On the other side of the pool, the Iriatai Restaurant and Upa Upa Bar (above) are housed on the second story of a Polynesian vernacular building with undivided open vantages of the beach and water. The polished wood floors, beam ceilings, and authentic art and furnishings throughout make this an absolutely gorgeous experience. You can easily host a buyout up here with live music and dancing. Iriatai is available for group bookings before 2pm or all night on Tuesdays when everyone gathers at Tamure Grill for the weekly Polynesian dance and buffet gala.

The cuisine at Hilton Bora Bora is delicious because everything tastes so fresh. The French, Asian and Pacific fusion menu serves items such as baked spiny lobster in tarragon lobster bisque. The hotel can also organize private group dinners right on the sand away from the crowd due to the size of the beach.

During my site inspection with Karine Peyras, assistant manager, she says, “Here we are, I have 200 people at the resort and there’s no one on the beach.” People spend a lot of time in their villas here, or they’re at the pool or sailing offshore. That sense of openness without a lot of hustle and bustle is seriously to die for.

Hilton Bora Bora deck


All of the overwater bungalows have amazing views of the water so you can’t really go wrong with any of them. However, the units toward the east have both views of the water facing away from the island and views through a narrow lagoon looking toward the volcano.

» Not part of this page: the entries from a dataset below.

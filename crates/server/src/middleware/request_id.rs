//! Request ID middleware for request tracing and correlation.
//!
//! Uses the `x-request-id` header from an upstream proxy when present and
//! otherwise generates a UUID v4. The id is recorded in the `http_request`
//! span, tagged on the Sentry scope, and echoed in the response headers.

use axum::{extract::Request, http::HeaderValue, middleware::Next, response::Response};
use tracing::Span;
use uuid::Uuid;

/// The HTTP header name for request IDs.
pub const REQUEST_ID_HEADER: &str = "x-request-id";

/// Longest incoming request id that is trusted as is.
const MAX_REQUEST_ID_LEN: usize = 128;

/// Middleware that ensures every request has a request ID.
pub async fn request_id_middleware(request: Request, next: Next) -> Response {
    let request_id = request
        .headers()
        .get(REQUEST_ID_HEADER)
        .and_then(|h| h.to_str().ok())
        .filter(|id| !id.is_empty() && id.len() <= MAX_REQUEST_ID_LEN)
        .map_or_else(|| Uuid::new_v4().to_string(), String::from);

    Span::current().record("request_id", &request_id);

    sentry::configure_scope(|scope| {
        scope.set_tag("request_id", &request_id);
    });

    let mut response = next.run(request).await;

    if let Ok(value) = HeaderValue::from_str(&request_id) {
        response.headers_mut().insert(REQUEST_ID_HEADER, value);
    }

    response
}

All of the accommodations include cathedral ceilings, wood floors, intricate woodwork, Italian marble bathrooms with large floor tubs, and big 4-poster beds with delicate linen drapery.

The overall ambiance is much more South Pacific/Balinese in feel than some of the other hotels, but it’s tasteful and subdued. The water is almost clear below the villas where you can see the colorful butterfly, parrot and trigger fish. The decks are extra large, and the villas themselves start at almost 1,000 sf.

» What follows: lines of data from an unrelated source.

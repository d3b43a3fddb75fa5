//! Product route handlers.

use axum::{
    Json, Router,
    extract::{Path, Query, State},
    routing::{get, post},
};
use honor_culture_core::{Product, ProductId};
use serde::Deserialize;
use serde_json::{Value, json};
use tracing::instrument;

use super::{ApiJson, parse_query_value};
use crate::error::Result;
use crate::middleware::RequireAdmin;
use crate::services::catalog::{ProductFilter, ProductInput};
use crate::state::AppState;

/// Product routes.
pub fn routes() -> Router<AppState> {
    Router::new()
        .route("/products", get(list).post(create))
        .route("/products/bulk-delete", post(bulk_delete))
        .route("/products/bulk-update", post(bulk_update))
        .route("/products/{id}", get(show).put(update).delete(destroy))
}

/// Query parameters for the product list.
#[derive(Debug, Default, Deserialize)]
#[serde(rename_all = "camelCase")]
pub struct ProductsQuery {
    pub category: Option<String>,
    pub min_price: Option<String>,
    pub max_price: Option<String>,
}

impl ProductsQuery {
    fn into_filter(self) -> Result<ProductFilter> {
        Ok(ProductFilter {
            min_price: parse_query_value(self.min_price.as_deref(), "minPrice")?,
            max_price: parse_query_value(self.max_price.as_deref(), "maxPrice")?,
            category: self.category,
        })
    }
}

/// Bulk delete body.
#[derive(Debug, Default, Deserialize)]
#[serde(default, rename_all = "camelCase")]
pub struct BulkDeleteRequest {
    pub product_ids: Vec<ProductId>,
}

/// Bulk update body.
#[derive(Debug, Default, Deserialize)]
#[serde(default, rename_all = "camelCase")]
pub struct BulkUpdateRequest {
    pub product_ids: Vec<ProductId>,
    pub updates: ProductInput,
}

/// List products, optionally filtered.
#[instrument(skip(state))]
pub async fn list(
    State(state): State<AppState>,
    Query(query): Query<ProductsQuery>,
) -> Result<Json<Vec<Product>>> {
    let filter = query.into_filter()?;
    Ok(Json(state.catalog().list_products(&filter).await))
}

/// Product detail.
#[instrument(skip(state))]
pub async fn show(
    State(state): State<AppState>,
    Path(id): Path<ProductId>,
) -> Result<Json<Product>> {
    Ok(Json(state.catalog().get_product(&id).await?))
}

/// Create a product.
#[instrument(skip_all, fields(admin_id = %admin.actor()))]
pub async fn create(
    State(state): State<AppState>,
    admin: RequireAdmin,
    ApiJson(input): ApiJson<ProductInput>,
) -> Result<Json<Product>> {
    let product = state.catalog().create_product(input, admin.actor()).await?;
    Ok(Json(product))
}

/// Partially update a product.
#[instrument(skip(state, admin, input), fields(admin_id = %admin.actor()))]
pub async fn update(
    State(state): State<AppState>,
    admin: RequireAdmin,
    Path(id): Path<ProductId>,
    ApiJson(input): ApiJson<ProductInput>,
) -> Result<Json<Product>> {
    let product = state
        .catalog()
        .update_product(&id, &input, admin.actor())
        .await?;
    Ok(Json(product))
}

/// Delete a product.
#[instrument(skip(state, admin), fields(admin_id = %admin.actor()))]
pub async fn destroy(
    State(state): State<AppState>,
    admin: RequireAdmin,
    Path(id): Path<ProductId>,
) -> Result<Json<Value>> {
    state.catalog().delete_product(&id, admin.actor()).await?;
    Ok(Json(json!({ "success": true })))
}

/// Delete every listed product.
#[instrument(skip_all, fields(admin_id = %admin.actor()))]
pub async fn bulk_delete(
    State(state): State<AppState>,
    admin: RequireAdmin,
    ApiJson(request): ApiJson<BulkDeleteRequest>,
) -> Result<Json<Value>> {
    let deleted = state
        .catalog()
        .bulk_delete(&request.product_ids, admin.actor())
        .await?;
    Ok(Json(json!({ "success": true, "deletedCount": deleted })))
}

/// Patch every listed product.
#[instrument(skip_all, fields(admin_id = %admin.actor()))]
pub async fn bulk_update(
    State(state): State<AppState>,
    admin: RequireAdmin,
    ApiJson(request): ApiJson<BulkUpdateRequest>,
) -> Result<Json<Value>> {
    let updated = state
        .catalog()
        .bulk_update(&request.product_ids, &request.updates, admin.actor())
        .await?;
    Ok(Json(json!({ "success": true, "updatedCount": updated })))
}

The marquee accommodations are the two 3,200-sf Presidential Overwater Villas, which Kim Kardashian booked for her high-profile honeymoon in 2011. The 2-story structures opened in October 2009 with two bedrooms/baths, a jacuzzi and an extra large living room for entertaining. The ultra-cool villas can be booked for 30-pax cocktail receptions.

Hilton Bora Bora


A short 20-minute boat ride from Hilton’s overwater lobby, the island of Motu Tapu offers permanent facilities for private group events. Completely encircled with blinding white beaches, the island is simply awesome for a day of beachcoming or an awards dinner at sunset. Bartenders and waiters are waiting with Mai Tais, mahi mahi carpaccio and crab and pineapple salad as your group pulls up in the private launch.

This tends to be a highlight of any program at Hilton Bora Bora Nui.

“Ah, Motu Tapu—that is the most beautiful place in the world,” says Peyras.